Conservative Party leader puts his foot in it.

Rodney Hide
Sat, 09 Nov 2013

COMMENT

I prefer doers to armchair critics. That’s why I admire all those standing for office.

There are more than enough sitting on the sidelines throwing rocks. There are precious few putting their hands up attempting to make a difference.

I am doubly impressed by anyone taking it on themselves to start a whole new party. That requires huge commitment and superhuman effort. It means having the courage to step outside the security of the two old parties to create something new and something different. It’s no easy task.

Colin Craig, leader of the new Conservative Party, has my admiration twice over. He’s established a new party and he’s standing. And more than that, he’s a conservative. That means he’s pitted himself against the liberal hand-wringing commentariat. That makes his job doubly difficult.

Having unloaded all that, I now must say I’m disappointed. I have never seen a party so quickly abandon its principles. That normally occurs after election. That’s when political events, the necessary deals, the compromises, the need to work with others, all conspire to chew them out.

But right now the Conservative Party is young and fresh and outside Parliament. It has no need to compromise or cut deals or win over middle voters. It has the luxury of standing alone and of articulating clearly and simply what it stands for and, more than that, of sticking to it, at least for now.  

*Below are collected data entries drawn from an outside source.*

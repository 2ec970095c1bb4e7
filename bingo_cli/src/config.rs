use std::fs::File;
use std::io::BufReader;
use std::path::{Path, PathBuf};

use anyhow::Context;
use bingo::Username;
use serde::Deserialize;

/// Where boards are kept when neither the command line nor the config file says otherwise.
pub const DEFAULT_STORE_DIR: &str = "bingo_boards";

/// Defaults read from a JSON config file, e.g.
///
/// ```json
/// { "store_dir": "/home/alice/.bingo", "user": "alice" }
/// ```
#[derive(Clone, Debug, Default, Deserialize)]
#[serde(deny_unknown_fields)]
pub struct ConfigFile {
    pub store_dir: Option<PathBuf>,
    pub user: Option<String>,
}

impl ConfigFile {
    pub fn load(path: &Path) -> anyhow::Result<Self> {
        let file = File::open(path)
            .with_context(|| format!("Could not open config file '{}'", path.display()))?;
        let config = serde_json::from_reader(BufReader::new(file))
            .with_context(|| format!("Could not parse config file '{}'", path.display()))?;
        Ok(config)
    }
}

/// The settings a run actually uses.
#[derive(Clone, Debug, PartialEq, Eq)]
pub struct Settings {
    pub store_dir: PathBuf,
    pub user: Username,
}

impl Settings {
    /// Command line values take precedence over the config file.
    pub fn resolve(
        store_dir: Option<PathBuf>,
        user: Option<String>,
        config: ConfigFile,
    ) -> anyhow::Result<Self> {
        let store_dir = store_dir
            .or(config.store_dir)
            .unwrap_or_else(|| PathBuf::from(DEFAULT_STORE_DIR));
        let Some(user) = user.or(config.user) else {
            anyhow::bail!("No user given, pass --user or set \"user\" in the config file");
        };
        let user = Username::new(&user)?;
        Ok(Self { store_dir, user })
    }
}
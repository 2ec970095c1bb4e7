use std::path::PathBuf;

use bingo_cli::{execute, Command, ConfigFile, Settings};
use bingo_store::{JsonDirGateway, Session};
use clap::Parser;
use tracing::info;
use tracing_subscriber::filter::{LevelFilter, Targets};
use tracing_subscriber::layer::SubscriberExt;
use tracing_subscriber::util::SubscriberInitExt;

#[derive(Parser)]
struct Args {
    /// Directory holding the boards as JSON documents
    #[arg(long)]
    store_dir: Option<PathBuf>,

    /// Whose boards to work with
    #[arg(short, long)]
    user: Option<String>,

    /// JSON file with defaults for the other options
    #[arg(short, long)]
    config: Option<PathBuf>,

    /// A log level among "off", "error", "warn", "info", "debug", "trace"
    #[arg(short, long, default_value = "info")]
    log_level: LevelFilter,

    #[command(subcommand)]
    command: Command,
}

fn main() -> anyhow::Result<()> {
    let args = Args::parse();

    initialize_logging(args.log_level);

    let config = match &args.config {
        Some(path) => ConfigFile::load(path)?,
        None => ConfigFile::default(),
    };
    let settings = Settings::resolve(args.store_dir, args.user, config)?;
    info!(user = %settings.user, store = %settings.store_dir.display());

    let gateway = JsonDirGateway::open(settings.store_dir)?;
    let mut session = Session::new(gateway, settings.user);
    execute(&mut session, args.command, &mut std::io::stdout().lock())
}

fn initialize_logging(level: LevelFilter) {
    let format = tracing_subscriber::fmt::format()
        .with_target(false)
        .compact();

    let filter = Targets::new().with_default(level);

    tracing_subscriber::registry()
        .with(
            tracing_subscriber::fmt::layer()
                .event_format(format)
                .with_writer(std::io::stderr),
        )
        .with(filter)
        .init();
}
use quickcheck::{Arbitrary, Gen};

use crate::{empty_cells, is_center, positions, Board, Cell, Cells, Line, BOARD_SIZE};

/// A grid with the free cell in place and most other cells marked,
/// so that both winning and losing grids come up often.
#[derive(Clone, Debug)]
pub struct ArbitraryCells(pub Cells);

/// A board built from [`ArbitraryCells`].
#[derive(Clone, Debug)]
pub struct ArbitraryBoard(pub Board);

#[derive(Clone, Debug)]
pub struct ArbitraryLine(pub Line);

const TITLES: [&str; 6] = ["", "Rain", "Someone sneezes", "Dog barks", "Late bus", "  "];

impl Arbitrary for Cell {
    fn arbitrary(g: &mut Gen) -> Self {
        Self {
            title: String::from(*g.choose(&TITLES).unwrap()),
            // Three in four cells are marked
            is_marked: u8::arbitrary(g) % 4 != 0,
        }
    }
}

impl Arbitrary for ArbitraryCells {
    fn arbitrary(g: &mut Gen) -> Self {
        let mut cells = empty_cells();
        for (row, col) in positions() {
            if !is_center(row, col) {
                cells[row][col] = Cell::arbitrary(g);
            }
        }
        Self(cells)
    }
}

impl Arbitrary for ArbitraryBoard {
    fn arbitrary(g: &mut Gen) -> Self {
        let ArbitraryCells(cells) = ArbitraryCells::arbitrary(g);
        let mut board = Board::from_cells("Arbitrary", cells).unwrap();
        board.is_public = bool::arbitrary(g);
        Self(board)
    }
}

impl Arbitrary for ArbitraryLine {
    fn arbitrary(g: &mut Gen) -> Self {
        let idx = usize::arbitrary(g) % BOARD_SIZE;
        Self(
            *g.choose(&[
                Line::Row(idx),
                Line::Column(idx),
                Line::Diagonal,
                Line::AntiDiagonal,
            ])
            .unwrap(),
        )
    }
}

That’s a stark contrast to the two old parties. They have been in Parliament forever. They long ago gave away even the pretence of holding to philosophical principle. They chase the same voter for the same, all-consuming goal: to win and to hold power. There is no role for philosophical principle or reflection in their ruthless chase for votes. Winning is everything.

The Conservative Party stands apart from all that. Or so it should. And yet at the very first opportunity Mr Craig has jettisoned his party’s principles. He threw away his party’s unique selling point. He didn’t have to. The party could have stuck to its principles and produced the only policy that would have actually worked. But no. Mr Craig dumped the party’s principles in favour of an ill-conceived, nonsensical and counterproductive sound-bite.

“Use it or lose it” is Mr Craig’s message to landowners around Auckland. He told TVNZ’s Q+A programme that, “I’d be writing a letter to all those developers who have locked up all that land and be saying, ‘Look, you’ve got five years to build houses, otherwise we’ll be buying it from you under the Public Works Act.’”

Poof. That’s private property blown up with a bang. Private property! That’s the very heart soul of conservative parties around the world, down through the ages. They are, by their nature and history, respectful of long held societal mores and traditions. Indeed, the right to own property is enshrined in Mr Craig’s very own party’s founding principles. 

But that counts for nothing. Use it or lose it. If Mr Craig decides that you aren’t using your property as he best sees fit he will invoke state power to take it off you. That’s a party utterly abandoning its philosophy and principles.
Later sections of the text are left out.